Stored items
use std::fs;
use std::path::{Path, PathBuf};
use std::process::Command;
use tempfile::TempDir;

fn paperdesk_binary() -> PathBuf {
    PathBuf::from(env!("CARGO_BIN_EXE_paperdesk"))
}

/// A base URL nothing listens on, so fetches fail fast without network.
fn dead_source_url() -> String {
    let listener = std::net::TcpListener::bind("127.0.0.1:0").unwrap();
    let addr = listener.local_addr().unwrap();
    drop(listener);
    format!("http://{}/api/query", addr)
}

fn setup_test_env() -> (TempDir, PathBuf) {
    let tmp = TempDir::new().unwrap();
    let root = tmp.path().to_path_buf();

    let config_dir = root.join("config");
    fs::create_dir_all(&config_dir).unwrap();

    fs::write(
        root.join("papers.json"),
        r#"[
  {
    "title": "Scaling Laws for Neural Language Models",
    "text": "Scaling Laws for Neural Language Models. We study empirical scaling laws.",
    "pdf_link": "http://arxiv.org/pdf/2001.08361v1.pdf",
    "authors": ["Jared Kaplan", "Sam McCandlish"]
  },
  {
    "title": "Deep Residual Learning",
    "text": "Deep Residual Learning. Deeper networks are harder to train.",
    "pdf_link": "http://arxiv.org/pdf/1512.03385v1.pdf",
    "authors": ["Kaiming He"]
  }
]"#,
    )
    .unwrap();

    let config_content = format!(
        r#"[db]
path = "{}/data/paperdesk.sqlite"

[source]
base_url = "{}"
batch_size = 5

[cache]
fetch_interval_secs = 3600

[server]
bind = "127.0.0.1:7341"
"#,
        root.display(),
        dead_source_url()
    );

    let config_path = config_dir.join("paperdesk.toml");
    fs::write(&config_path, config_content).unwrap();

    (tmp, config_path)
}

fn run_in(dir: &Path, config_path: &Path, args: &[&str]) -> (String, String, bool) {
    let binary = paperdesk_binary();
    let output = Command::new(&binary)
        .current_dir(dir)
        .env("RUST_LOG", "warn")
        .arg("--config")
        .arg(config_path.to_str().unwrap())
        .args(args)
        .output()
        .unwrap_or_else(|e| panic!("Failed to run paperdesk binary at {:?}: {}", binary, e));

    let stdout = String::from_utf8_lossy(&output.stdout).to_string();
    let stderr = String::from_utf8_lossy(&output.stderr).to_string();
    (stdout, stderr, output.status.success())
}

fn run_paperdesk(config_path: &Path, args: &[&str]) -> (String, String, bool) {
    let root = config_path.parent().unwrap().parent().unwrap();
    run_in(root, config_path, args)
}

fn import_fixture(config_path: &Path) -> (String, String, bool) {
    let root = config_path.parent().unwrap().parent().unwrap();
    let file = root.join("papers.json");
    run_paperdesk(
        config_path,
        &["import", file.to_str().unwrap(), "--topic", " Deep Learning "],
    )
}

#[test]
fn test_init_creates_database() {
    let (tmp, config_path) = setup_test_env();

    let (stdout, stderr, success) = run_paperdesk(&config_path, &["init"]);
    assert!(success, "init failed: stdout={}, stderr={}", stdout, stderr);
    assert!(stdout.contains("initialized"));
    assert!(tmp.path().join("data").join("paperdesk.sqlite").exists());
}

#[test]
fn test_init_idempotent() {
    let (_tmp, config_path) = setup_test_env();

    let (_, _, success1) = run_paperdesk(&config_path, &["init"]);
    assert!(success1, "First init failed");

    let (_, _, success2) = run_paperdesk(&config_path, &["init"]);
    assert!(success2, "Second init failed (not idempotent)");
}

#[test]
fn test_topics_empty() {
    let (_tmp, config_path) = setup_test_env();
    run_paperdesk(&config_path, &["init"]);

    let (stdout, _, success) = run_paperdesk(&config_path, &["topics"]);
    assert!(success);
    assert!(stdout.contains("No topics yet."));
}

#[test]
fn test_import_and_topics() {
    let (_tmp, config_path) = setup_test_env();
    run_paperdesk(&config_path, &["init"]);

    let (stdout, stderr, success) = import_fixture(&config_path);
    assert!(success, "import failed: stdout={}, stderr={}", stdout, stderr);
    assert!(stdout.contains("Imported 2 documents into 'deep learning' (2 new, 0 already stored)"));

    let (stdout, _, success) = run_paperdesk(&config_path, &["topics"]);
    assert!(success);
    let row = stdout
        .lines()
        .find(|l| l.starts_with("deep learning"))
        .unwrap_or_else(|| panic!("topic row missing: {}", stdout));
    assert!(row.trim_end().ends_with('2'), "unexpected row: {}", row);
}

#[test]
fn test_import_idempotent_no_duplicates() {
    let (_tmp, config_path) = setup_test_env();
    run_paperdesk(&config_path, &["init"]);

    import_fixture(&config_path);
    let (stdout, _, success) = import_fixture(&config_path);
    assert!(success);
    assert!(stdout.contains("(0 new, 2 already stored)"));

    // Same titles under another topic are not stored again
    let root = config_path.parent().unwrap().parent().unwrap();
    let file = root.join("papers.json");
    let (stdout, _, _) = run_paperdesk(
        &config_path,
        &["import", file.to_str().unwrap(), "--topic", "vision"],
    );
    assert!(stdout.contains("(0 new, 2 already stored)"));
}

#[test]
fn test_documents_by_topic_fragment() {
    let (_tmp, config_path) = setup_test_env();
    run_paperdesk(&config_path, &["init"]);
    import_fixture(&config_path);

    let (stdout, _, success) = run_paperdesk(&config_path, &["documents", "DEEP"]);
    assert!(success);
    assert!(stdout.contains("--- deep learning (2 documents) ---"));
    assert!(stdout.contains("1. Scaling Laws for Neural Language Models"));
    assert!(stdout.contains("authors: Jared Kaplan, Sam McCandlish"));
    assert!(stdout.contains("pdf: http://arxiv.org/pdf/1512.03385v1.pdf"));
}

#[test]
fn test_documents_unknown_topic_warns() {
    let (_tmp, config_path) = setup_test_env();
    run_paperdesk(&config_path, &["init"]);

    let (stdout, _, success) = run_paperdesk(&config_path, &["documents", "quantum"]);
    assert!(success);
    assert!(stdout.contains("Warning: no documents found for topic 'quantum'"));
}

#[test]
fn test_export_roundtrip_to_file() {
    let (tmp, config_path) = setup_test_env();
    run_paperdesk(&config_path, &["init"]);
    import_fixture(&config_path);

    let out = tmp.path().join("out.json");
    let (stdout, stderr, success) = run_paperdesk(
        &config_path,
        &["export", "deep learning", out.to_str().unwrap()],
    );
    assert!(success, "export failed: {}", stderr);
    assert!(stdout.contains("Exported 2 documents"));

    let exported: serde_json::Value =
        serde_json::from_str(&fs::read_to_string(&out).unwrap()).unwrap();
    let original: serde_json::Value =
        serde_json::from_str(&fs::read_to_string(tmp.path().join("papers.json")).unwrap())
            .unwrap();
    assert_eq!(exported, original);
}

#[test]
fn test_export_default_path() {
    let (tmp, config_path) = setup_test_env();
    run_paperdesk(&config_path, &["init"]);
    import_fixture(&config_path);

    let (_, stderr, success) = run_paperdesk(&config_path, &["export", "Deep Learning"]);
    assert!(success, "export failed: {}", stderr);
    assert!(tmp
        .path()
        .join("data/raw/arxiv_deep_learning_documents.json")
        .exists());
}

#[test]
fn test_export_stdout() {
    let (_tmp, config_path) = setup_test_env();
    run_paperdesk(&config_path, &["init"]);
    import_fixture(&config_path);

    let (stdout, _, success) = run_paperdesk(&config_path, &["export", "deep learning", "-"]);
    assert!(success);
    let records: Vec<serde_json::Value> = serde_json::from_str(&stdout).unwrap();
    assert_eq!(records.len(), 2);
    assert_eq!(records[1]["authors"], serde_json::json!(["Kaiming He"]));
}

#[test]
fn test_export_unknown_topic_fails() {
    let (_tmp, config_path) = setup_test_env();
    run_paperdesk(&config_path, &["init"]);

    let (_, stderr, success) = run_paperdesk(&config_path, &["export", "quantum", "-"]);
    assert!(!success);
    assert!(stderr.contains("Unknown topic"));
}

#[test]
fn test_import_rejects_malformed_file() {
    let (tmp, config_path) = setup_test_env();
    run_paperdesk(&config_path, &["init"]);

    let bad = tmp.path().join("bad.json");
    fs::write(&bad, r#"{"title": "not an array"}"#).unwrap();
    let (_, stderr, success) = run_paperdesk(
        &config_path,
        &["import", bad.to_str().unwrap(), "--topic", "ai"],
    );
    assert!(!success);
    assert!(stderr.contains("Invalid interchange file"));
}

#[test]
fn test_ask_unknown_topic_warns() {
    let (_tmp, config_path) = setup_test_env();
    run_paperdesk(&config_path, &["init"]);

    let (stdout, stderr, success) =
        run_paperdesk(&config_path, &["ask", "What is attention?", "--topic", "quantum"]);
    assert!(success, "ask failed: {}", stderr);
    assert!(stdout.contains("Warning: no documents found for topic 'quantum'"));
}

#[test]
fn test_ask_errors_when_embeddings_disabled() {
    let (_tmp, config_path) = setup_test_env();
    run_paperdesk(&config_path, &["init"]);
    import_fixture(&config_path);

    let (_, stderr, success) =
        run_paperdesk(&config_path, &["ask", "What scales?", "--topic", "deep"]);
    assert!(!success);
    assert!(stderr.contains("Embedding provider is disabled"));
}

#[test]
fn test_fetch_reports_source_failure() {
    let (_tmp, config_path) = setup_test_env();
    run_paperdesk(&config_path, &["init"]);

    let (stdout, stderr, success) = run_paperdesk(&config_path, &["fetch", "ai, robotics"]);
    assert!(!success);
    assert!(stderr.contains("Error fetching 'ai'"));
    assert!(stderr.contains("Error fetching 'robotics'"));
    assert!(stderr.contains("2 of 2 topic(s) failed"));
    assert!(stdout.contains("No topics yet."));
}

#[test]
fn test_fetch_requires_topics() {
    let (_tmp, config_path) = setup_test_env();
    let (_, stderr, success) = run_paperdesk(&config_path, &["fetch", " , "]);
    assert!(!success);
    assert!(stderr.contains("No topics given"));
}

#[test]
fn test_fetch_rejects_out_of_range_count() {
    let (_tmp, config_path) = setup_test_env();
    run_paperdesk(&config_path, &["init"]);

    for count in ["0", "201", "10000000000000"] {
        let (_, stderr, success) =
            run_paperdesk(&config_path, &["fetch", "ai", "--count", count]);
        assert!(!success, "count {} accepted", count);
        assert!(stderr.contains("between 1 and 200"), "stderr: {}", stderr);
        assert!(!stderr.contains("Error fetching"));
    }
}

#[test]
fn test_missing_config_file() {
    let tmp = TempDir::new().unwrap();
    let missing = tmp.path().join("nope.toml");
    let (_, stderr, success) = run_in(tmp.path(), &missing, &["topics"]);
    assert!(!success);
    assert!(stderr.contains("Failed to read config file"));
}

#[test]
fn test_invalid_provider_rejected() {
    let (_tmp, config_path) = setup_test_env();
    let mut content = fs::read_to_string(&config_path).unwrap();
    content.push_str("\n[generation]\nprovider = \"t5\"\n");
    fs::write(&config_path, content).unwrap();

    let (_, stderr, success) = run_paperdesk(&config_path, &["init"]);
    assert!(!success);
    assert!(stderr.contains("Unknown generation provider"));
}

◆ YOUR GOAL ◆
Find the lines above with the word "Residual". Copy them out.

◆ EXPECTED OUTPUT ◆
    "title": "Deep Residual Learning",
    "text": "Deep Residual Learning. Deeper networks are harder to train.",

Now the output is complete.